Hace unos días, según registra la prensa, la señora Elena Poniatowska dictó este sermón a un grupo de jóvenes de la preparatoria: “Ustedes no pueden fallarle al país, tienen que leer, leer es mejor que hacer el amor”.
Aceptemos la posibilidad de que una persona de 82 años encuentre más placer en cualquier actividad menos en el sexo. Por ejemplo, Juvenal Urbino prefería atender pacientes y tomar el té con ellos que desnudar a su esposa, Fermina Daza, hasta que lo hizo Florentino Ariza; que haya sido con las luces apagadas no importa, lo hizo con un brío que la anciana se ilusionó en recibir las últimas embestidas de amor en cualquier rincón de un barco con rumbo insospechado.
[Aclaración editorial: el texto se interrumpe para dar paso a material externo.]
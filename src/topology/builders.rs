//! Whole-topology construction strategies.
//!
//! A migration between layout families never patches the existing edge set:
//! [`build_topology`] clears every connection and rebuilds from scratch.

use chrono::{DateTime, Utc};
use log::{debug, info};
use rand::seq::SliceRandom;
use rand::Rng;

use crate::agent::{AgentId, AgentType};
use crate::topology::graph::TopologyGraph;
use crate::topology::types::TopologyType;

/// Upper bound on the small-world lattice degree
const SMALL_WORLD_MAX_K: usize = 6;
/// One in five nodes (rounded up) becomes a scale-free hub
const SCALE_FREE_HUB_DIVISOR: usize = 5;
const SCALE_FREE_HUB_LINKS: usize = 3;
/// Extra random edges in hybrid layouts, relative to the node count
const HYBRID_EXTRA_FRACTION: f64 = 0.3;

/// Replace the whole edge set with a fresh layout of the given family
pub fn build_topology<R: Rng + ?Sized>(
    graph: &mut TopologyGraph,
    topology: TopologyType,
    rewire_probability: f64,
    rng: &mut R,
    now: DateTime<Utc>,
) {
    graph.clear_connections();

    match topology {
        TopologyType::Mesh => build_mesh(graph, now),
        TopologyType::Hierarchical => build_hierarchical(graph, now),
        TopologyType::Ring => build_ring(graph, now),
        TopologyType::Star => build_star(graph, now),
        TopologyType::SmallWorld => build_small_world(graph, rewire_probability, rng, now),
        TopologyType::ScaleFree => build_scale_free(graph, now),
        TopologyType::Hybrid => build_hybrid(graph, rng, now),
    }

    info!(
        "Built {} topology: {} nodes, {} connections",
        topology,
        graph.node_count(),
        graph.connection_count()
    );
}

/// Connect every unordered pair once
pub fn build_mesh(graph: &mut TopologyGraph, now: DateTime<Utc>) {
    let ids = graph.ids().to_vec();
    for (i, a) in ids.iter().enumerate() {
        for b in &ids[i + 1..] {
            graph.connect(a, b, now);
        }
    }
}

/// Fully connect coordinators and attach every other node to its
/// least-loaded coordinator. Without coordinators the first node stands in.
pub fn build_hierarchical(graph: &mut TopologyGraph, now: DateTime<Utc>) {
    let mut coordinators: Vec<AgentId> = graph
        .agents()
        .filter(|agent| agent.agent_type == AgentType::Coordinator)
        .map(|agent| agent.id.clone())
        .collect();

    if coordinators.is_empty() {
        match graph.ids().first() {
            Some(first) => {
                debug!("No coordinators present, '{}' acts as one", first);
                coordinators.push(first.clone());
            }
            None => return,
        }
    }

    for (i, a) in coordinators.iter().enumerate() {
        for b in &coordinators[i + 1..] {
            graph.connect(a, b, now);
        }
        if let Some(node) = graph.node_mut(a) {
            node.cluster = Some(a.clone());
        }
    }

    let members: Vec<AgentId> = graph
        .ids()
        .iter()
        .filter(|id| !coordinators.contains(*id))
        .cloned()
        .collect();

    for member in members {
        let Some(coordinator) = least_loaded(graph, &coordinators) else {
            continue;
        };
        graph.connect(&member, &coordinator, now);
        if let Some(node) = graph.node_mut(&member) {
            node.cluster = Some(coordinator);
        }
    }
}

fn least_loaded(graph: &TopologyGraph, candidates: &[AgentId]) -> Option<AgentId> {
    candidates
        .iter()
        .filter_map(|id| graph.agent(id))
        .fold(None, |best: Option<(&str, f64)>, agent| match best {
            Some((_, load)) if load <= agent.load => best,
            _ => Some((agent.id.as_str(), agent.load)),
        })
        .map(|(id, _)| id.to_string())
}

/// Connect node i to node (i + 1) mod N, in insertion order
pub fn build_ring(graph: &mut TopologyGraph, now: DateTime<Utc>) {
    let ids = graph.ids().to_vec();
    let n = ids.len();
    if n < 2 {
        return;
    }
    for i in 0..n {
        graph.connect(&ids[i], &ids[(i + 1) % n], now);
    }
}

/// Hub of a star layout: the first coordinator, else the first node
pub fn star_hub(graph: &TopologyGraph) -> Option<AgentId> {
    graph
        .agents()
        .find(|agent| agent.agent_type == AgentType::Coordinator)
        .or_else(|| graph.agents().next())
        .map(|agent| agent.id.clone())
}

/// Connect the hub to every other node
pub fn build_star(graph: &mut TopologyGraph, now: DateTime<Utc>) {
    let Some(hub) = star_hub(graph) else {
        return;
    };
    let spokes: Vec<AgentId> = graph.ids().iter().filter(|id| **id != hub).cloned().collect();
    for spoke in spokes {
        graph.connect(&hub, &spoke, now);
    }
}

/// Ring lattice with k/2 neighbours per side, then random rewiring of each
/// edge with probability `rewire_probability`
pub fn build_small_world<R: Rng + ?Sized>(
    graph: &mut TopologyGraph,
    rewire_probability: f64,
    rng: &mut R,
    now: DateTime<Utc>,
) {
    let ids = graph.ids().to_vec();
    let n = ids.len();
    if n < 2 {
        return;
    }

    let k = SMALL_WORLD_MAX_K.min(n - 1);
    let half = (k / 2).max(1);
    for i in 0..n {
        for offset in 1..=half {
            graph.connect(&ids[i], &ids[(i + offset) % n], now);
        }
    }

    let p = rewire_probability.clamp(0.0, 1.0);
    let lattice: Vec<(AgentId, AgentId)> = graph
        .connections()
        .map(|(key, _)| {
            let (a, b) = key.endpoints();
            (a.to_string(), b.to_string())
        })
        .collect();

    let mut rewired = 0usize;
    for (a, b) in lattice {
        if !rng.gen_bool(p) {
            continue;
        }
        let targets: Vec<&AgentId> = ids
            .iter()
            .filter(|id| **id != a && **id != b && !graph.are_connected(&a, id))
            .collect();
        let Some(target) = targets.choose(rng).map(|id| (*id).clone()) else {
            continue;
        };
        graph.disconnect(&a, &b);
        graph.connect(&a, &target, now);
        rewired += 1;
    }
    debug!("Small-world lattice k={} rewired {} edges", k, rewired);
}

/// High-throughput hubs form a clique; every other node attaches to its
/// three best hubs by current degree plus throughput
pub fn build_scale_free(graph: &mut TopologyGraph, now: DateTime<Utc>) {
    let n = graph.node_count();
    if n == 0 {
        return;
    }

    let mut by_throughput: Vec<(AgentId, f64)> = graph
        .agents()
        .map(|agent| (agent.id.clone(), agent.performance.throughput))
        .collect();
    by_throughput.sort_by(|a, b| b.1.partial_cmp(&a.1).unwrap_or(std::cmp::Ordering::Equal));

    let hub_count = ((n + SCALE_FREE_HUB_DIVISOR - 1) / SCALE_FREE_HUB_DIVISOR).clamp(1, n);
    let hubs: Vec<(AgentId, f64)> = by_throughput[..hub_count].to_vec();

    for (i, (a, _)) in hubs.iter().enumerate() {
        for (b, _) in &hubs[i + 1..] {
            graph.connect(a, b, now);
        }
    }

    for (member, _) in &by_throughput[hub_count..] {
        let mut ranked: Vec<(&AgentId, f64)> = hubs
            .iter()
            .map(|(hub, throughput)| (hub, graph.degree(hub) as f64 + throughput))
            .collect();
        ranked.sort_by(|a, b| b.1.partial_cmp(&a.1).unwrap_or(std::cmp::Ordering::Equal));

        let chosen: Vec<AgentId> = ranked
            .into_iter()
            .take(SCALE_FREE_HUB_LINKS)
            .map(|(hub, _)| hub.clone())
            .collect();
        for hub in chosen {
            graph.connect(member, &hub, now);
        }
    }
}

/// Hierarchical backbone plus round(0.3 * N) random shortcuts between
/// unconnected pairs
pub fn build_hybrid<R: Rng + ?Sized>(graph: &mut TopologyGraph, rng: &mut R, now: DateTime<Utc>) {
    build_hierarchical(graph, now);

    let ids = graph.ids().to_vec();
    let extra = (ids.len() as f64 * HYBRID_EXTRA_FRACTION).round() as usize;
    if extra == 0 {
        return;
    }

    let mut open_pairs: Vec<(&AgentId, &AgentId)> = Vec::new();
    for (i, a) in ids.iter().enumerate() {
        for b in &ids[i + 1..] {
            if !graph.are_connected(a, b) {
                open_pairs.push((a, b));
            }
        }
    }

    let shortcuts: Vec<(AgentId, AgentId)> = open_pairs
        .choose_multiple(rng, extra)
        .map(|(a, b)| ((*a).clone(), (*b).clone()))
        .collect();
    for (a, b) in shortcuts {
        graph.connect(&a, &b, now);
    }
}

#[cfg(test)]
mod tests {
    use super::*;
    use crate::agent::Agent;
    use rand::rngs::StdRng;
    use rand::SeedableRng;

    fn graph_of(types: &[AgentType]) -> TopologyGraph {
        let mut graph = TopologyGraph::new();
        for (i, agent_type) in types.iter().enumerate() {
            graph.add_node(
                Agent::new(format!("n{:02}", i), *agent_type)
                    .with_load((i % 5) as f64 / 5.0)
                    .with_throughput(i as f64),
            );
        }
        graph
    }

    fn workers(n: usize) -> TopologyGraph {
        graph_of(&vec![AgentType::Worker; n])
    }

    #[test]
    fn test_mesh_edge_count() {
        for n in [0, 1, 2, 5, 9] {
            let mut graph = workers(n);
            build_mesh(&mut graph, Utc::now());
            assert_eq!(graph.connection_count(), n * n.saturating_sub(1) / 2);
        }
    }

    #[test]
    fn test_ring_degrees() {
        for n in [3, 4, 10] {
            let mut graph = workers(n);
            build_ring(&mut graph, Utc::now());
            assert_eq!(graph.connection_count(), n);
            assert!(graph.ids().iter().all(|id| graph.degree(id) == 2));
        }
    }

    #[test]
    fn test_star_uses_first_coordinator_as_hub() {
        let mut graph = graph_of(&[
            AgentType::Worker,
            AgentType::Coordinator,
            AgentType::Worker,
            AgentType::Coordinator,
        ]);
        build_star(&mut graph, Utc::now());
        assert_eq!(graph.connection_count(), 3);
        assert!(graph.connections().all(|(key, _)| key.contains("n01")));
        assert_eq!(graph.degree("n01"), 3);
    }

    #[test]
    fn test_star_without_coordinator() {
        let mut graph = workers(5);
        build_star(&mut graph, Utc::now());
        assert_eq!(graph.connection_count(), 4);
        assert_eq!(graph.degree("n00"), 4);
    }

    #[test]
    fn test_hierarchical_structure() {
        let mut graph = graph_of(&[
            AgentType::Coordinator,
            AgentType::Coordinator,
            AgentType::Worker,
            AgentType::Specialist,
            AgentType::Bridge,
        ]);
        build_hierarchical(&mut graph, Utc::now());

        // 1 coordinator link + 3 member links
        assert_eq!(graph.connection_count(), 4);
        assert!(graph.are_connected("n00", "n01"));
        // n00 has load 0.0, the lower of the two coordinators
        for member in ["n02", "n03", "n04"] {
            assert!(graph.are_connected(member, "n00"));
            assert_eq!(graph.node(member).unwrap().cluster.as_deref(), Some("n00"));
        }
    }

    #[test]
    fn test_small_world_lattice_without_rewiring() {
        let mut graph = workers(10);
        let mut rng = StdRng::seed_from_u64(3);
        build_small_world(&mut graph, 0.0, &mut rng, Utc::now());
        // k = 6, three neighbours per side
        assert_eq!(graph.connection_count(), 30);
        assert!(graph.ids().iter().all(|id| graph.degree(id) == 6));
    }

    #[test]
    fn test_small_world_rewiring_keeps_edge_count() {
        let mut graph = workers(20);
        let mut rng = StdRng::seed_from_u64(11);
        build_small_world(&mut graph, 0.5, &mut rng, Utc::now());
        assert_eq!(graph.connection_count(), 60);
    }

    #[test]
    fn test_scale_free_hubs() {
        let mut graph = workers(10);
        build_scale_free(&mut graph, Utc::now());
        // Hubs are the two highest-throughput nodes: n09 and n08
        assert!(graph.are_connected("n09", "n08"));
        for i in 0..8 {
            let id = format!("n{:02}", i);
            assert_eq!(graph.degree(&id), 2, "{} should attach to both hubs", id);
        }
        assert_eq!(graph.connection_count(), 1 + 8 * 2);
    }

    #[test]
    fn test_hybrid_adds_shortcuts() {
        let mut graph = graph_of(&[
            AgentType::Coordinator,
            AgentType::Worker,
            AgentType::Worker,
            AgentType::Worker,
            AgentType::Worker,
            AgentType::Worker,
            AgentType::Worker,
            AgentType::Worker,
            AgentType::Worker,
            AgentType::Worker,
        ]);
        let mut rng = StdRng::seed_from_u64(5);
        build_hybrid(&mut graph, &mut rng, Utc::now());
        // 9 spokes + round(3.0) shortcuts
        assert_eq!(graph.connection_count(), 12);
    }

    #[test]
    fn test_rebuild_replaces_edges() {
        let mut graph = workers(6);
        let mut rng = StdRng::seed_from_u64(1);
        build_topology(&mut graph, TopologyType::Mesh, 0.1, &mut rng, Utc::now());
        assert_eq!(graph.connection_count(), 15);
        build_topology(&mut graph, TopologyType::Ring, 0.1, &mut rng, Utc::now());
        assert_eq!(graph.connection_count(), 6);
    }
}
use chrono::{DateTime, Utc};
use std::sync::atomic::{AtomicI64, AtomicU8, Ordering};

const NOT_STARTED: u8 = 0;
const RUNNING: u8 = 1;
const STOPPED: u8 = 2;

#[derive(Debug, Clone, Copy, PartialEq, Eq)]
pub enum LoopState {
    NotStarted,
    Running { last_beat: DateTime<Utc> },
    Stopped,
}

/// Liveness marker a background loop bumps once per iteration.
#[derive(Debug, Default)]
pub struct LoopHeartbeat {
    state: AtomicU8,
    last_beat_ms: AtomicI64,
}

impl LoopHeartbeat {
    pub fn new() -> Self {
        Self::default()
    }

    pub fn mark_started(&self) {
        self.beat();
        self.state.store(RUNNING, Ordering::Release);
    }

    pub fn beat(&self) {
        self.last_beat_ms
            .store(Utc::now().timestamp_millis(), Ordering::Release);
    }

    pub fn mark_stopped(&self) {
        self.state.store(STOPPED, Ordering::Release);
    }

    pub fn state(&self) -> LoopState {
        match self.state.load(Ordering::Acquire) {
            NOT_STARTED => LoopState::NotStarted,
            RUNNING => {
                let ms = self.last_beat_ms.load(Ordering::Acquire);
                let last_beat = DateTime::from_timestamp_millis(ms).unwrap_or_else(Utc::now);
                LoopState::Running { last_beat }
            }
            _ => LoopState::Stopped,
        }
    }
}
También es lo de menos que esto sea literatura, en donde por cierto podemos identificar los anhelos propios. Pensemos en que Marguerite Duras escribió El amor con el candor de una quinceañera de 57 años y que luego delineó El amante con el ardor de una vieja de setenta. No tengo duda: el apetito de la escritora y el de sus convocantes no le fallaron ni a Francia ni a cualquier otro país. No es cosa menor anotar que esos trabajos de Duras son evocaciones nostálgicas, experiencias autobiográficas, vale decir, registro de tiempos que recrean el deseo erótico que permanece: Duras tenía quince años cuando conoció al corcel chino, su amante.
Quien sí le falló al país, según el gobierno comunista de Checoslovaquia, y de acuerdo con la óptica de Poniatowska, fue Ludvik Jahn, que se burló del gobierno en una carta enviada a su novia, la disciplinada —y adoctrinada— chica que optó por el destino que le señaló el Partido, incluso para definir el propio sendero íntimo. Desde luego, hay otros amores ridículos, como los que también describe Milán Kundera en La insoportable levedad del ser —junto con la permanente impronta de Nietzsche en su obra—: los sitúa en el experimento social comunista y atormentados por los designios del sistema para orientar los pasos amorosos y aun la propia bragueta.